Methods: A subset of children was selected from PK substudies within the ODYSSEY trial, including all children aged <2 years and a random sample of older children receiving DTG film-coated tablets (FCT; >=20kg) or dispersible tablets (DT; 3-<25kg). DTG and DTG-glucuronide concentrations were measured with a validated UPLC-MS/MS assay and geometric mean (GM) DTG-MR was determined using 3 plasma samples per PK curve (t=2, 6 and 24h). We assessed correlation between DTG-MR and DTG clearance in children, as clearance adjusted for formulation is independent of DTG dose, and it is associated with DTG exposure. Pearson’s correlation coefficient was used on log-transformed data to assess the relationships between DTG-MR and DTG clearance/kg (corrected for higher bioavailability of DT), and DTG-MR and age (not logtransformed).

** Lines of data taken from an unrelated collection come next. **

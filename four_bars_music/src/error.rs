// Error types for four_bars_music.
//
// Lookups never fail (they degrade to rests); these are the hard errors:
// a bad chord root or pitch spelling, a failed export, a malformed table
// file, and plain I/O while preparing the app directory.

use std::path::PathBuf;
use thiserror::Error;

#[derive(Debug, Error)]
pub enum FourBarsError {
    #[error("Invalid chord root: {0:?}")]
    InvalidRoot(String),
    #[error("Invalid pitch spelling: {0:?}")]
    InvalidPitch(String),
    #[error("Export to {path} failed: {source}")]
    ExportFailed {
        path: PathBuf,
        #[source]
        source: std::io::Error,
    },
    #[error("Malformed table {path}: {source}")]
    Table {
        path: PathBuf,
        #[source]
        source: serde_json::Error,
    },
    #[error("IO error: {0}")]
    Io(#[from] std::io::Error),
}

pub type Result<T> = std::result::Result<T, FourBarsError>;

Results: In total, 37 children (age 3 months – 18 years) were included in this study. There was positive relationship between DTG-MR and DTG clearance/kg in children (r(37)=0.64, p<.001) (Figure). No association was found between DTG-MR and age (r(37)=-0.12, p=0.50). GM(CV%) DTG-MR in children was 0.051(66%), in line with adult values.

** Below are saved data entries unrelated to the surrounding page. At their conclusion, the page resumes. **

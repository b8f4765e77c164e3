// Four Bars: a four-bar phrase generator.
//
// Generates short random melodies constrained by a scale, an optional chord
// per bar and a note density, lays a chord-driven rhythmic accompaniment
// under them, and exports the four bars as a two-track MIDI file. Bars can
// be held (inactive) while the others are regenerated, so a phrase is built
// up by repeated refreshes.
//
// Architecture:
// - pitch.rs: Spelled pitches (letter + accidental + octave), transposition
// - chord.rs: Major/minor triads from chord names, chord-tone membership,
//   the circle-of-fifths chord wheel
// - grid.rs: Bar grid (8 or 16 cells), timed events, MelodyData
// - tables.rs: JSON scale and rhythm tables (external, read-only)
// - catalog.rs: Scale name → pitch set, memoized
// - rhythm.rs: Rhythm schemes and their realization against a chord
// - generator.rs: The random melody algorithm for one bar
// - accompaniment.rs: Chord-driven accompaniment per bar
// - composition.rs: Four bars → lead + accompaniment timeline
// - midi.rs: Composition → Standard MIDI File
// - export.rs: Session-numbered MIDI folder
// - config.rs: App directory layout, table seeding, generation settings
// - session.rs: `FourBars`, the session context that runs a refresh
// - error.rs: Error types
//
// All randomness is injected (`four_bars_prng::RandomSource`), so output is
// deterministic given a seed.

pub mod accompaniment;
pub mod catalog;
pub mod chord;
pub mod composition;
pub mod config;
pub mod error;
pub mod export;
pub mod generator;
pub mod grid;
pub mod midi;
pub mod pitch;
pub mod rhythm;
pub mod session;
pub mod tables;

pub use chord::Triad;
pub use config::{AppPaths, GenerationSettings};
pub use error::{FourBarsError, Result};
pub use grid::{Grid, MelodyData};
pub use pitch::Pitch;
pub use session::{BarState, FourBars, GenerationRequest, GenerationResponse};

Conclusions: Intersubject variability in DTG-MR was high in children and as the ratio correlates with clearance, this may explain high variability of DTG exposure between children. DTG-MR was similar to adult values and did not change with age, hence increased glucuronidation does not appear to explain the relatively low DTG exposure observed in children aged >3 months. Further studies are needed to assess the role other factors contributing to differences in DTG exposure in children.